__Activity__
Read through the records below and copy each line that uses the word "SoundCard".

__Data records__
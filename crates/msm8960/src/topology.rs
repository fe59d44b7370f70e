//! MSM8960 card topology
//!
//! Four front-ends (two multimedia streams, circuit-switched voice and
//! VoIP) share one DSP link description and are routed by the LPASS DSP
//! onto the primary I2S back-ends, which reach the Tabla codec.
//!
//! ```text
//! MultiMedia1 ─┐
//! MultiMedia2 ─┤                ┌─▶ PRI_I2S_RX ─▶ tabla_rx1 ─▶ LINEOUT ─▶ Ext Spk
//! CS-Voice    ─┼─(msm-pcm-routing)
//! VoIP        ─┘                └─◀ PRI_I2S_TX ◀─ tabla_tx1
//! ```

use platform::control::EnumControl;
use platform::dai::{DaiLink, DspLink, DspTrigger, SoundCard};
use platform::dapm::{Route, Widget};

use crate::config::{CARD_NAME, CODEC_NAME, EXT_SPK, LINEOUT, SPEAKER_FUNCTION};
use crate::speaker::SpeakerFunction;

/// LPASS back-end DAI names.
pub mod lpass {
    /// Primary I2S playback back-end
    pub const BE_PRI_I2S_RX: &str = "(Backend) PRI_I2S_RX";
    /// Primary I2S capture back-end
    pub const BE_PRI_I2S_TX: &str = "(Backend) PRI_I2S_TX";
    /// HDMI playback back-end
    pub const BE_HDMI: &str = "(Backend) HDMI";
}

/// Front-end ids in the DSP routing table.
#[derive(Debug, Clone, Copy, PartialEq, Eq)]
#[repr(u16)]
pub enum FrontendDai {
    /// MultiMedia1
    MultiMedia1 = 0,
    /// MultiMedia2
    MultiMedia2 = 1,
    /// Circuit-switched voice
    CsVoice = 2,
    /// VoIP
    Voip = 3,
}

/// Back-end ids in the DSP routing table.
#[derive(Debug, Clone, Copy, PartialEq, Eq)]
#[repr(u16)]
pub enum BackendDai {
    /// Primary I2S playback
    PriI2sRx = 0,
    /// Primary I2S capture
    PriI2sTx = 1,
    /// HDMI playback (routable, no link on this card)
    HdmiRx = 4,
}

/// Init hooks run when a link's runtime is created.
#[derive(Debug, Clone, Copy, PartialEq, Eq)]
#[cfg_attr(feature = "defmt", derive(defmt::Format))]
pub enum LinkInit {
    /// Register the external speaker widget, its route and the
    /// "Speaker Function" control on the codec.
    SpeakerPath,
}

/// Board-level DAPM widgets.
pub static WIDGETS: [Widget; 1] = [Widget::speaker(EXT_SPK)];

/// Board-level DAPM routes.
pub static ROUTES: [Route; 1] = [Route {
    sink: EXT_SPK,
    control: None,
    source: LINEOUT,
}];

/// "Speaker Function" control descriptor.
pub const SPEAKER_FUNCTION_CONTROL: EnumControl = EnumControl {
    name: SPEAKER_FUNCTION,
    items: SpeakerFunction::ITEMS,
};

/// Mixer controls registered on the codec.
pub static CONTROLS: [EnumControl; 1] = [SPEAKER_FUNCTION_CONTROL];

/// Back-ends any multimedia front-end may be routed to.
pub static MM_BE: [&str; 3] = [lpass::BE_PRI_I2S_RX, lpass::BE_PRI_I2S_TX, lpass::BE_HDMI];

/// DSP link shared by every front-end.
pub static FE_MEDIA: DspLink = DspLink {
    supported_be: &MM_BE,
    fe_playback_channels: 2,
    fe_capture_channels: 1,
    trigger: [DspTrigger::Post, DspTrigger::Post],
};

const fn frontend(
    name: &'static str,
    stream_name: &'static str,
    cpu_dai_name: &'static str,
    platform_name: &'static str,
    dsp_link: &'static DspLink,
    id: FrontendDai,
) -> DaiLink<LinkInit> {
    DaiLink {
        name,
        stream_name,
        cpu_dai_name,
        platform_name,
        codec_name: None,
        codec_dai_name: None,
        dynamic: true,
        no_pcm: false,
        dsp_link: Some(dsp_link),
        be_id: id as u16,
        init: None,
    }
}

const fn backend(
    name: &'static str,
    stream_name: &'static str,
    cpu_dai_name: &'static str,
    codec_dai_name: &'static str,
    id: BackendDai,
    init: Option<LinkInit>,
) -> DaiLink<LinkInit> {
    DaiLink {
        name,
        stream_name,
        cpu_dai_name,
        platform_name: "msm-pcm-routing",
        codec_name: Some(CODEC_NAME),
        codec_dai_name: Some(codec_dai_name),
        dynamic: false,
        no_pcm: true,
        dsp_link: None,
        be_id: id as u16,
        init,
    }
}

/// DAI links: front-ends first, then back-ends.
pub static DAI_LINKS: [DaiLink<LinkInit>; 6] = [
    frontend(
        "MSM8960 Media1",
        "MultiMedia1",
        "MultiMedia1",
        "msm-pcm-dsp",
        &FE_MEDIA,
        FrontendDai::MultiMedia1,
    ),
    frontend(
        "MSM8960 Media2",
        "MultiMedia2",
        "MultiMedia2",
        "msm-pcm-dsp",
        &FE_MEDIA,
        FrontendDai::MultiMedia2,
    ),
    frontend(
        "Circuit-Switch Voice",
        "CS-Voice",
        "CS-VOICE",
        "msm-pcm-voice",
        &FE_MEDIA,
        FrontendDai::CsVoice,
    ),
    frontend(
        "MSM VoIP",
        "VoIP",
        "VoIP",
        "msm-voip-dsp",
        &FE_MEDIA,
        FrontendDai::Voip,
    ),
    backend(
        lpass::BE_PRI_I2S_RX,
        "Primary I2S Playback",
        "msm-dai-q6.0",
        "tabla_rx1",
        BackendDai::PriI2sRx,
        Some(LinkInit::SpeakerPath),
    ),
    backend(
        lpass::BE_PRI_I2S_TX,
        "Primary I2S Capture",
        "msm-dai-q6.1",
        "tabla_tx1",
        BackendDai::PriI2sTx,
        None,
    ),
];

/// The MSM8960 sound card.
pub static CARD: SoundCard<LinkInit> = SoundCard {
    name: CARD_NAME,
    dai_links: &DAI_LINKS,
};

__Written reply__
use platform::dai::{DaiLink, DspLink, DspTrigger, SoundCard};
pub static CARD: SoundCard<LinkInit> = SoundCard {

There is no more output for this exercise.